SUPPLIED MATERIAL Block Start
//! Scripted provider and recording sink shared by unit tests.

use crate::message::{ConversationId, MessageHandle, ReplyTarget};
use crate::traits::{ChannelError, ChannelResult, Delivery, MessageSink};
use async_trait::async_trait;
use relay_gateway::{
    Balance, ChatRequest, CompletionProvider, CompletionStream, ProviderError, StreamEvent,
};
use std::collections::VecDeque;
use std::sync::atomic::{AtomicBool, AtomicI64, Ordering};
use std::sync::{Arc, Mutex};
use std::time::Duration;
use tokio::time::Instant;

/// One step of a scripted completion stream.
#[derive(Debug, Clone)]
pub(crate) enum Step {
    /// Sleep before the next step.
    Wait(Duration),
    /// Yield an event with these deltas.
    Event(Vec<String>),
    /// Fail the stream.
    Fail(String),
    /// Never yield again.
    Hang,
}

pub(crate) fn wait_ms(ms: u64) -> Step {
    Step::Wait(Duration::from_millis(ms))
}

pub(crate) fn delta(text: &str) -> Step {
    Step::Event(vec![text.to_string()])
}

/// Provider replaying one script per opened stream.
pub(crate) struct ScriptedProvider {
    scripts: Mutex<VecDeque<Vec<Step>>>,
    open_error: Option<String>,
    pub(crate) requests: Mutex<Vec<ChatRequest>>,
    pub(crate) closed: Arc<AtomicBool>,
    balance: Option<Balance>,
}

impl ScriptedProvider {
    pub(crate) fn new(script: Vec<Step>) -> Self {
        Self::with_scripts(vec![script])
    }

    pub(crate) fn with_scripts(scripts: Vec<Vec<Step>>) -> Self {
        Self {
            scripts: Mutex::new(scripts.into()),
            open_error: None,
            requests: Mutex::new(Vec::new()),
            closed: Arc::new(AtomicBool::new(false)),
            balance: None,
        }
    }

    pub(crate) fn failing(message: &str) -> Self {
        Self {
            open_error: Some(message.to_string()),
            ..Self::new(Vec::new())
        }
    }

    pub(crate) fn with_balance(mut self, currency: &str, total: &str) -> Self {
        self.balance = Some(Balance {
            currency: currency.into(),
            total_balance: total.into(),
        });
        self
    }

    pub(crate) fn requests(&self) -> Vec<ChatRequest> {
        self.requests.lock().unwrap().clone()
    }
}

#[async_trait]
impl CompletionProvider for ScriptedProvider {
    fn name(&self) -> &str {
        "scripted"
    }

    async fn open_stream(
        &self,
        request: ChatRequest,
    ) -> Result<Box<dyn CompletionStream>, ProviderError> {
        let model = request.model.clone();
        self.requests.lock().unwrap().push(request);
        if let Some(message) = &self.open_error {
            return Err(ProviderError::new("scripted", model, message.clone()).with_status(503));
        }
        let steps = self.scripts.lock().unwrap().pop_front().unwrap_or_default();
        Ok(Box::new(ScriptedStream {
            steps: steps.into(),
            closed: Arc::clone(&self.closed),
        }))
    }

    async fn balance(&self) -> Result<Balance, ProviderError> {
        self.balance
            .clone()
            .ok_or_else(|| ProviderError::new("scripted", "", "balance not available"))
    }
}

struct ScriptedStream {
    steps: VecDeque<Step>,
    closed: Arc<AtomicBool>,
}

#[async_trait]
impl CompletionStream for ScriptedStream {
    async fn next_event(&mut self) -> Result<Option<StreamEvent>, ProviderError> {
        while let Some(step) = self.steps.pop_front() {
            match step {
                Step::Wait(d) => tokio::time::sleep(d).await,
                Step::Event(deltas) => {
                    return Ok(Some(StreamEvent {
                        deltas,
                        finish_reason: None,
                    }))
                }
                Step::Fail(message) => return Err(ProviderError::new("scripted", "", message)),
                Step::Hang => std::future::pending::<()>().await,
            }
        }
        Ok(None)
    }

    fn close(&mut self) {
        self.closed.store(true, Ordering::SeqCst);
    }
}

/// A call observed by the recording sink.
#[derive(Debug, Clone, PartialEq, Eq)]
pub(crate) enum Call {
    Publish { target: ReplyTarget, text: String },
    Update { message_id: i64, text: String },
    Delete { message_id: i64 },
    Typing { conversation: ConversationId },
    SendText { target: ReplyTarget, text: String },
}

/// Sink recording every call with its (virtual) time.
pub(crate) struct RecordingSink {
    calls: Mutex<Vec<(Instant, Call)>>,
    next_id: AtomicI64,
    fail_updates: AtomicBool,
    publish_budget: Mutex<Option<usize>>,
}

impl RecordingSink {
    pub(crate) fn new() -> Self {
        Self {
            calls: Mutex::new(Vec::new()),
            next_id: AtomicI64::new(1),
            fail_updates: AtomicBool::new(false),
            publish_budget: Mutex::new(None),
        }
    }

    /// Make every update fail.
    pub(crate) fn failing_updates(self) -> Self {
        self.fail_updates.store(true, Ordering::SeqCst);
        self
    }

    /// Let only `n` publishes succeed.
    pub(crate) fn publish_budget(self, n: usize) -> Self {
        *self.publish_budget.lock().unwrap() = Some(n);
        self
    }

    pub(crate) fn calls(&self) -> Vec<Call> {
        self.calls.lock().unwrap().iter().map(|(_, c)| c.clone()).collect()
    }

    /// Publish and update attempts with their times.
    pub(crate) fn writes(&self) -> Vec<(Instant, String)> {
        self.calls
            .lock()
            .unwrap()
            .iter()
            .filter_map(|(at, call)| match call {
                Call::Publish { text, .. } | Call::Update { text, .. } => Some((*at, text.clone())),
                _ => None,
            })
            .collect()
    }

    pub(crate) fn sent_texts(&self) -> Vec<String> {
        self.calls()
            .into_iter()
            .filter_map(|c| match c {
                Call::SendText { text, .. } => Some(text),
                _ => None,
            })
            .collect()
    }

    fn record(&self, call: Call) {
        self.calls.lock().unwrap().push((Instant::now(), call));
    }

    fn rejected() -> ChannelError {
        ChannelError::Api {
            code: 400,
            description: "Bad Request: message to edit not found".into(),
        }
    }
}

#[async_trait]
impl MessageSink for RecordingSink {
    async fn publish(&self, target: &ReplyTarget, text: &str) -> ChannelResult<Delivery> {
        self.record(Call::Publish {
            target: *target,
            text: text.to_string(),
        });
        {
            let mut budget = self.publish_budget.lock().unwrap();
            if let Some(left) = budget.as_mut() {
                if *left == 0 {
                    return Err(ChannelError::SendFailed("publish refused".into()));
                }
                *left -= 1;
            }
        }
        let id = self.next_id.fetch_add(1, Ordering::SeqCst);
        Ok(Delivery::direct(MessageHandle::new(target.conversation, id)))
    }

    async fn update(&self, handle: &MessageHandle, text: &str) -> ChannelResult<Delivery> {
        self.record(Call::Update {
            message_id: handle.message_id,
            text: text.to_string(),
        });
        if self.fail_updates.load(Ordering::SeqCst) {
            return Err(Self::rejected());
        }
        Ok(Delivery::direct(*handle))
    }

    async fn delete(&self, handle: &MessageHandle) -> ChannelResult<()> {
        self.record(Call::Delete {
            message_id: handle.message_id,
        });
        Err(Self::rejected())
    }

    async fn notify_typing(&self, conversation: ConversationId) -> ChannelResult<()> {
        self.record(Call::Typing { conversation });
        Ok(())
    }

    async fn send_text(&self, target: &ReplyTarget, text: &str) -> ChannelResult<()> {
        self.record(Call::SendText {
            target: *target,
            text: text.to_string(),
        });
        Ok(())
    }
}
SUPPLIED MATERIAL Block End
SUPPLIED MATERIAL Block Start
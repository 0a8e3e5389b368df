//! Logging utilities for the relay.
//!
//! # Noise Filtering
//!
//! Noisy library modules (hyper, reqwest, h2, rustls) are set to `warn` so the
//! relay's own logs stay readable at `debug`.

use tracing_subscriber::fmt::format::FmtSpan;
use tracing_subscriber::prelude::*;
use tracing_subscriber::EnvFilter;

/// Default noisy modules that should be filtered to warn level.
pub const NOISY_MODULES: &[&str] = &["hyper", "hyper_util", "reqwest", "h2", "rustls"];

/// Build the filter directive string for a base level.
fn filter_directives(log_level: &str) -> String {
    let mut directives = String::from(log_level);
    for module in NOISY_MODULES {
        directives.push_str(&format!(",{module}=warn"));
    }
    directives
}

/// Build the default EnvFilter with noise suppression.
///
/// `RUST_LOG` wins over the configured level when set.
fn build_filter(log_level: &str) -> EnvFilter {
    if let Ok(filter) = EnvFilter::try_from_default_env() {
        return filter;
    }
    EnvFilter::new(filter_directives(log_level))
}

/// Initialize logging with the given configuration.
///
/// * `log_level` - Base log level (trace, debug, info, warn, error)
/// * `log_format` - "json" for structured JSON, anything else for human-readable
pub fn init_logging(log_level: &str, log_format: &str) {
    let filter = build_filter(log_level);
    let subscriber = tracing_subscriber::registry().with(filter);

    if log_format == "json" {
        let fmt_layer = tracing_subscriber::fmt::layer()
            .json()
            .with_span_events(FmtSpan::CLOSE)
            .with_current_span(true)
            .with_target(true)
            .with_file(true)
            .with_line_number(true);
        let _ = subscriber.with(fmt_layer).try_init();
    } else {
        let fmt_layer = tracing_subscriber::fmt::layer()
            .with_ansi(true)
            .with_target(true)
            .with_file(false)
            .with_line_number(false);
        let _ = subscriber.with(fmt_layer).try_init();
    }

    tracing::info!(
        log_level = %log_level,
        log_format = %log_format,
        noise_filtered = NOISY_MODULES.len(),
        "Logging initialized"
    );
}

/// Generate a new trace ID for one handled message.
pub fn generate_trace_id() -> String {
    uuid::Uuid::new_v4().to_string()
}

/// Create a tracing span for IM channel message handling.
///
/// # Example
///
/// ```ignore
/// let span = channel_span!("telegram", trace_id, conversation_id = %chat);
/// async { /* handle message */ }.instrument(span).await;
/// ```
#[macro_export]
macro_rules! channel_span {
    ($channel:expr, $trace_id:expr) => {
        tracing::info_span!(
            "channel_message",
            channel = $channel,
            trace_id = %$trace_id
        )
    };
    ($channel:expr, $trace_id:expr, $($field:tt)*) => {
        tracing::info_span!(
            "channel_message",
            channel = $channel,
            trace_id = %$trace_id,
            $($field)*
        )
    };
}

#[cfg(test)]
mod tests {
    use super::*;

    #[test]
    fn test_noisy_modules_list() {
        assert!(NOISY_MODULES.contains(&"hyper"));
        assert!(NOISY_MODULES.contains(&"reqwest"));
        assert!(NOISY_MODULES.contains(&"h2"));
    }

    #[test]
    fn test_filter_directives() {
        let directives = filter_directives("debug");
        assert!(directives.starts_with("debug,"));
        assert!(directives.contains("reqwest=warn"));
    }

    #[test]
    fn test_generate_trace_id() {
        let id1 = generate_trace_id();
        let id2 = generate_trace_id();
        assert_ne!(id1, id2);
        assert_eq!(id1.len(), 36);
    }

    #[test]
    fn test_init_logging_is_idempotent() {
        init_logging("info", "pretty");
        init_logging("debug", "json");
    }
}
SUPPLIED MATERIAL Block End
**TASK REQUIREMENTS:** For every line in the listing above that contains "ChatRequest", copy that line.

**COMPLETED TASK:**
    Balance, ChatRequest, CompletionProvider, CompletionStream, ProviderError, StreamEvent,
    pub(crate) requests: Mutex<Vec<ChatRequest>>,
    pub(crate) fn requests(&self) -> Vec<ChatRequest> {
        request: ChatRequest,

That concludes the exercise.